Jun
04
Posted (Van Santos) in Bullshit! on June-4-2009

While quickly going over the headlines I see this – Vatican laments drop in confessions

A Vatican official is lamenting that many faithful no longer confess their sins, and says some confuse a psychologist’s couch for a confessional booth.Archbishop Mauro Piacenza has told Vatican Radio the sacrament of penance has been experiencing a “deep crisis” for decades. Piacenza, an official for the Vatican office on clergy, says fewer people distinguish between good and evil, and as a result don’t go to confession.

The archbishop said in the interview Tuesday that if faithful don’t have a sense of sin, they might “confuse” confession with “the couch of a psychologist or a psychiatrist.”

This story, while all of three paragraphs, raises so many questions I am having a hard time even starting. Let me try but please hang with me was I get to my ultimate point.

Point #1 – How does the Vatican know confession is down?

Your first reaction may be “Well, the priests say they spend less time doing confession…” But that doesn’t mean confessions are down, maybe the priests who perform confession have become exceedingly efficient in doing so? What is they are seeing *more* people in less time?

Working under the assumption that confession is down, however; does that imply the Church is auditing/counting each individual who goes to confession? Are the masses being tracked, and if so, to what end? Better yet, do they even know they are being tracked?

Point #2 – Why is it a bad thing?

What if people are going less because the time commitments in life mean they have to bunch up all the thoughts for one confession a week, not three?

The Archbishop makes this sound like a lack of confession is a bad thing – what if it is not? What if confession is down because Catholics, or those in the Catholic Church that would seek Confession, have become better people because of their faith?

Less sin would require less confession, no?

Point #3 – Does the church want people to be sinners?

Assuming point number two – the “better people” part – is not that case and people are not becoming “better” people, does that mean the Church would not want them to improve who they are?

Would it make sense that a group that espouses God’s love would wish for other to grow become of that love? If they are not growing – emotionally or spiritually – wouldn’t it be safe to say the Church isn’t doing something right in their teachings or simply trying to limit their teachings so that people never find true enlightenment, thereby creating a cyclical “sinning class”

Point #4 – Confession and Therapy are not the same!!

I, personally, know of no one who goes to confession to address mental health issues, nor do I know of anyone who sees their psychologist to ask forgiveness from god for their sins.
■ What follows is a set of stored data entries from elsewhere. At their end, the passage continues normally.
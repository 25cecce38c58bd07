//! # stakebft consensus
//!
//! Stake-weighted BFT consensus engine.
//!
//! Each round decides one block. Validators vote by writing their stake to
//! reserved paths of the shared state tree; the state store sums the stake
//! per round, and a step completes once the sum reaches two thirds of the
//! round's total stake. Votes are ordinary signed transactions, so the
//! votes that finalized a block travel inside the next block as its
//! `last_votes`.
//!
//! ## Consensus Flow
//!
//! ```text
//! Round n:
//!
//! ┌──────────────┐
//! │  NEW_NUMBER  │  n = chain height + 1
//! └──────┬───────┘
//!        │
//!        ▼
//! ┌──────────────┐
//! │   PROPOSE    │  proposer = stored proposer(n), else stake-weighted draw
//! │              │  broadcast SET{propose, next_round_validators,
//! │              │               next_round_proposer} + block
//! └──────┬───────┘
//!        │ proposal accepted
//!        ▼
//! ┌──────────────┐
//! │   PREVOTE    │  write own stake to prevote/{addr}
//! └──────┬───────┘
//!        │ prevote_sum >= total_at_stake * 2 / 3
//!        ▼
//! ┌──────────────┐
//! │  PRECOMMIT   │  write own stake to precommit/{addr}
//! └──────┬───────┘
//!        │ precommit_sum >= total_at_stake * 2 / 3
//!        ▼
//! ┌──────────────┐
//! │   COMMIT     │  append block, finalize state, replay later votes
//! └──────────────┘
//! ```
//!
//! There are no round timeouts. A round that does not move for a while
//! triggers a resync: the node rebroadcasts its own votes and asks peers
//! for blocks it may have missed.

#![warn(missing_docs)]
#![warn(rust_2018_idioms)]
#![deny(unsafe_code)]

pub mod engine;
pub mod message;
pub mod proposer;
pub mod queue;
pub mod state_machine;
pub mod timeout;
pub mod types;
pub mod vote_set;

pub use engine::{
    ConsensusEngine, ConsensusError, ConsensusNetwork, ConsensusResult, ConsensusState,
    EngineConfig,
};
pub use message::{MessageBody, NetworkMessage, PROTOCOL_VERSION};
pub use proposer::{seed_number, select_proposer, ProposerError, ProposerResult};
pub use queue::{ConsensusQueue, QueuedMessage};
pub use state_machine::{transition, Action, Event, StateMachineError, Transition};
pub use timeout::StallMonitor;
pub use types::{
    proposal_transaction, vote_transaction, ConsensusSnapshot, ConsensusTx, Step, VoteKind,
    VoteRecord,
};
pub use vote_set::{quorum, VoteLedger};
Again, there is no evidence that people are making this leap, rather it appears as if the Archbishop is making an unsubstantiated claim based… well… on nothing – hence unsubstantiated.

Point #5 – The church is now, vaguely, suggesting people do not seek help for mental health issues OR that a lack of confession causes mental health issues.

If you and have individual who is desperately seeking assistance for their actions/thoughts/feelings, who in God’s name cares if they go to a Psychologist first before going to confession?

It’s about the mental health and well being of that person, not about a process or tradition for an organization dating back to the Roman Empire. The Church, the one all about God’s love, should be supporting the person first.

Furthermore, the Church needs to remember without the support, without that person, there is no Church. If a sinner who didn’t seek help – in one form or another – ended up committing suicide the Church would only chastise their actions, disavowing any previous association, and claim that person is now in hell.

So, in the end…

You have a member of the leadership chastising people for not going to Confession but, he assumes it’s a negative. In the same breath, this individual links sinning to mental heath and provides no basis for the statement.

It’s irresponsible. It’s dangerous.

Picture this – you have a devoted believer of the Catholic faith who a mental health concern and goes to a Psychologist but, after hearing this, feels guilty for doings so and then, as a result, they go to confession but stop their therapy. Now, the issues that was being addressed with a trained therapist, is suddenly left needed some form of attention.

They think “oh, but the confession will take care of that” but the emotions and feelings continue to grow, not understanding simply saying “I swore today” isn’t helping the person address the fact that there very well may be a dangerous medical condition at play. Confusion and frustration sets in. Now this individual who was addressing the root cause (or attempting to) is worse off and, possibly, a risk to themselves or the world around them.

How does this help anyone? Really?

This has nothing to do with Religion, Faith, God…  it has to do with how of touch, and how unrealistic, the Catholic Church has become.